All of us must be careful not to paint history with our favorite hue. It is not enough to say we have or have not always done something that way. What matters is how what we have or have not done is in keeping with the gospel. The Orthodox Church has changed, and it continues to change. And whether or not we do change should have nothing to do with whether or not we did it that way before.
A better example to illustrate how people inconsistently appeal to the tradition is the office of the deaconess. The office goes back to the New Testament itself, but it fell out of use over time. Those who oppose reviving the office make theological arguments that, really, the role of the deaconess was to preserve modesty back when adults were baptized in the nude and received a fully body anointing. (This is only partly true.) Ironically, then, those who in this case want to revive a more ancient practice are accused of being liberals because having female ministers seems feminist.
The problem in the cases of menstruating women and the deaconess is an inconsistent application of “the Tradition.”So in one case, history trumps theology. In the other case, anxiety about feminism trumps history. But Orthodoxy is not some kind of box of dogmas that Jesus left with his disciples before ascending into heaven. Orthodoxy is alive, and so is our Tradition.

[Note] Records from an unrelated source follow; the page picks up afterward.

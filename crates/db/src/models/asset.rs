//! Asset entity model, DTOs, and list filter.

use assetflow_core::asset::{calculate_depreciation, Depreciation};
use assetflow_core::types::{Date, DbId, Timestamp};
use rust_decimal::prelude::ToPrimitive;
use rust_decimal::Decimal;
use serde::Serialize;
use sqlx::FromRow;

/// A row from the `assets` table.
#[derive(Debug, Clone, FromRow, Serialize)]
pub struct Asset {
    pub id: DbId,
    pub name: String,
    pub description: Option<String>,
    pub category: String,
    pub serial_number: Option<String>,
    pub purchase_date: Option<Date>,
    pub purchase_price: Option<Decimal>,
    pub warranty_expiration: Option<Date>,
    pub status: String,
    pub condition: String,
    pub assigned_to_user_id: Option<DbId>,
    pub location: Option<String>,
    pub created_at: Timestamp,
    pub updated_at: Timestamp,
}

impl Asset {
    /// Straight-line depreciation as of `today`, if price and purchase date are known.
    pub fn depreciation(&self, today: Date) -> Option<Depreciation> {
        calculate_depreciation(
            self.purchase_price.and_then(|p| p.to_f64()),
            self.purchase_date,
            today,
        )
    }

    pub fn is_assigned(&self) -> bool {
        self.assigned_to_user_id.is_some()
    }
}

/// Asset row joined with the assignee's username, for CSV export.
#[derive(Debug, Clone, FromRow)]
pub struct AssetExportRow {
    pub id: DbId,
    pub name: String,
    pub category: String,
    pub serial_number: Option<String>,
    pub status: String,
    pub condition: String,
    pub purchase_date: Option<Date>,
    pub purchase_price: Option<Decimal>,
    pub warranty_expiration: Option<Date>,
    pub assigned_username: Option<String>,
    pub location: Option<String>,
    pub created_at: Timestamp,
}

impl AssetExportRow {
    /// Render the row in `ASSET_EXPORT_HEADERS` order. Missing values are empty.
    pub fn to_csv_fields(&self) -> Vec<String> {
        fn opt<T: ToString>(v: &Option<T>) -> String {
            v.as_ref().map(ToString::to_string).unwrap_or_default()
        }
        vec![
            self.id.to_string(),
            self.name.clone(),
            self.category.clone(),
            opt(&self.serial_number),
            self.status.clone(),
            self.condition.clone(),
            opt(&self.purchase_date),
            opt(&self.purchase_price),
            opt(&self.warranty_expiration),
            opt(&self.assigned_username),
            opt(&self.location),
            self.created_at.to_rfc3339(),
        ]
    }
}

/// Asset whose warranty ends soon, with the assignee for follow-up.
#[derive(Debug, Clone, FromRow)]
pub struct WarrantyExpiringRow {
    #[sqlx(flatten)]
    pub asset: Asset,
    pub assignee_username: Option<String>,
    pub assignee_department: Option<String>,
}

/// DTO for inserting an asset. Values are validated by the caller.
#[derive(Debug, Clone)]
pub struct CreateAsset {
    pub name: String,
    pub description: Option<String>,
    pub category: String,
    pub serial_number: Option<String>,
    pub purchase_date: Option<Date>,
    pub purchase_price: Option<Decimal>,
    pub warranty_expiration: Option<Date>,
    pub status: String,
    pub condition: String,
    pub location: Option<String>,
}

/// Partial asset update. `None` leaves the column unchanged.
///
/// Nullable columns use `Option<Option<T>>`; `Some(None)` clears the value.
#[derive(Debug, Clone, Default)]
pub struct UpdateAsset {
    pub name: Option<String>,
    pub description: Option<Option<String>>,
    pub category: Option<String>,
    pub serial_number: Option<Option<String>>,
    pub purchase_date: Option<Option<Date>>,
    pub purchase_price: Option<Option<Decimal>>,
    pub warranty_expiration: Option<Option<Date>>,
    pub status: Option<String>,
    pub condition: Option<String>,
    pub location: Option<Option<String>>,
}

/// Filters for [`AssetRepo::list`](crate::repositories::AssetRepo::list).
///
/// Every field is optional; `None` disables that filter.
#[derive(Debug, Clone, Default)]
pub struct AssetFilter {
    pub category: Option<String>,
    pub status: Option<String>,
    pub assigned_to: Option<DbId>,
    /// Department of the assigned user.
    pub department: Option<String>,
    pub purchase_date_from: Option<Date>,
    pub purchase_date_to: Option<Date>,
    /// Inclusive warranty window `(from, to)`.
    pub warranty_between: Option<(Date, Date)>,
    /// `ILIKE` pattern matched against name, serial number, and description.
    pub search: Option<String>,
}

Conservatism is not native to Orthodoxy or any church for that matter. There is plenty of conservatism, but that can have as much to do with human sinfulness as a desire for fidelity. Sometimes when we seem to cling to the past we are, in reality, just clinging to our fears. The church exists in the tension between the “already” and the “not yet” of God’s Kingdom. The Kingdom of God has already come in fulness in Jesus Christ, but it has not yet fully come. We exist between the ascension of Christ into heaven and his coming again. The tradition is what goes on in the interim. To deny that the tradition can grow and change over time is to deny life to the Church herself. It is to manifest distrust in the power of the Holy Spirit and succumb instead to a “spirit of fear” (2 Tim 1:7).
There are some who say that the tradition never changes, just our way of explaining it. But that is patently false. The church did not always know that the Son was homoousion. The Spirit had to reveal it. Nor did the church always know there was a distinction between worshipping idols and venerating icons. It took a while to figure things out. And you know what? We were okay.
I worry about this Great and Holy Council. But I do not worry for the same reasons as fundamentalist reactionaries. I worry because of fundamentalist reactionaries. The elements of fear are so strong in our church today (but not nearly so strong as elements of greed and lust for power). What comes out of the council may be a reaction to modernity, like Vatican I, rather than a prophetic word of faith and hope to modernity, which is the essence of the gospel itself. The church is good news for the poor, freedom for the oppressed, and recovery of site for the blind (Luke 4:18). Anything else isn’t really Orthodox, no matter how allegedly “traditional.”